▶ [HOW TO COMPLETE THIS TASK]:
Check each line of the entries below for the word "NoRoutes" and state only how many lines have it.

▶ [SOURCE INFORMATION]:
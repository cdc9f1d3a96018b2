//! Configuration validation.
//!
//! # Responsibilities
//! - Semantic validation (serde handles syntactic)
//! - Validate value ranges (pool size > 0, loopback worker address)
//! - Check the route table is deterministic (single catch-all, declared last)
//!
//! # Design Decisions
//! - Returns all validation errors, not just first
//! - Validation is pure function: GatewayConfig → Result<(), Vec<ValidationError>>
//! - Runs before config is accepted into the system

use std::net::SocketAddr;
use thiserror::Error;
use url::Url;

use crate::config::schema::GatewayConfig;

/// A single semantic problem with a configuration.
#[derive(Debug, Clone, PartialEq, Eq, Error)]
pub enum ValidationError {
    #[error("cluster.workers must be at least 1")]
    EmptyPool,

    #[error("cluster.worker_bind_address {0:?} is not a socket address")]
    InvalidWorkerAddress(String),

    #[error("cluster.worker_bind_address {0} is not a loopback address")]
    PublicWorkerAddress(SocketAddr),

    #[error("at least one route is required")]
    NoRoutes,

    #[error("route #{index}: prefix {prefix:?} must start with '/'")]
    InvalidPrefix { index: usize, prefix: String },

    #[error("route #{index}: target {target:?} is not an absolute http URL")]
    InvalidTarget { index: usize, target: String },

    #[error("route #{index}: catch-all '/' declared more than once")]
    DuplicateCatchAll { index: usize },

    #[error("route #{index}: catch-all '/' must be the last route")]
    CatchAllNotLast { index: usize },
}

/// Validate a configuration, collecting every problem found.
pub fn validate_config(config: &GatewayConfig) -> Result<(), Vec<ValidationError>> {
    let mut errors = Vec::new();

    if config.cluster.workers == Some(0) {
        errors.push(ValidationError::EmptyPool);
    }

    match config.cluster.worker_bind_address.parse::<SocketAddr>() {
        Ok(addr) if !addr.ip().is_loopback() => {
            errors.push(ValidationError::PublicWorkerAddress(addr));
        }
        Ok(_) => {}
        Err(_) => errors.push(ValidationError::InvalidWorkerAddress(
            config.cluster.worker_bind_address.clone(),
        )),
    }

    if config.routes.is_empty() {
        errors.push(ValidationError::NoRoutes);
    }

    let last = config.routes.len().saturating_sub(1);
    let mut seen_catch_all = false;
    for (index, route) in config.routes.iter().enumerate() {
        if !route.path_prefix.starts_with('/') {
            errors.push(ValidationError::InvalidPrefix {
                index,
                prefix: route.path_prefix.clone(),
            });
        }

        let target_ok = Url::parse(&route.target)
            .map(|u| u.scheme() == "http" && u.host().is_some())
            .unwrap_or(false);
        if !target_ok {
            errors.push(ValidationError::InvalidTarget {
                index,
                target: route.target.clone(),
            });
        }

        if route.is_catch_all() {
            if seen_catch_all {
                errors.push(ValidationError::DuplicateCatchAll { index });
            } else if index != last {
                errors.push(ValidationError::CatchAllNotLast { index });
            }
            seen_catch_all = true;
        }
    }

    if errors.is_empty() {
        Ok(())
    } else {
        Err(errors)
    }
}

#[cfg(test)]
mod tests {
    use super::*;
    use crate::config::schema::RouteConfig;

    #[test]
    fn test_default_routes_are_valid() {
        assert_eq!(validate_config(&GatewayConfig::with_default_routes()), Ok(()));
    }

    #[test]
    fn test_catch_all_must_be_last() {
        let mut config = GatewayConfig::default();
        config.routes = vec![
            RouteConfig::new("/", "http://127.0.0.1:8001/"),
            RouteConfig::new("/post", "http://127.0.0.1:8002/"),
        ];

        let errors = validate_config(&config).unwrap_err();
        assert_eq!(errors, vec![ValidationError::CatchAllNotLast { index: 0 }]);
    }

    #[test]
    fn test_collects_all_errors() {
        let mut config = GatewayConfig::default();
        config.cluster.workers = Some(0);
        config.cluster.worker_bind_address = "0.0.0.0:0".into();
        config.routes = vec![
            RouteConfig::new("user", "http://127.0.0.1:8001/"),
            RouteConfig::new("/post", "ftp://127.0.0.1/"),
        ];

        let errors = validate_config(&config).unwrap_err();
        assert_eq!(errors.len(), 4);
        assert!(errors.contains(&ValidationError::EmptyPool));
        assert!(errors.contains(&ValidationError::InvalidPrefix {
            index: 0,
            prefix: "user".into()
        }));
    }

    #[test]
    fn test_empty_route_table() {
        let config = GatewayConfig::default();
        assert_eq!(validate_config(&config), Err(vec![ValidationError::NoRoutes]));
    }
}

▶ [RESPONSE BOX]:
3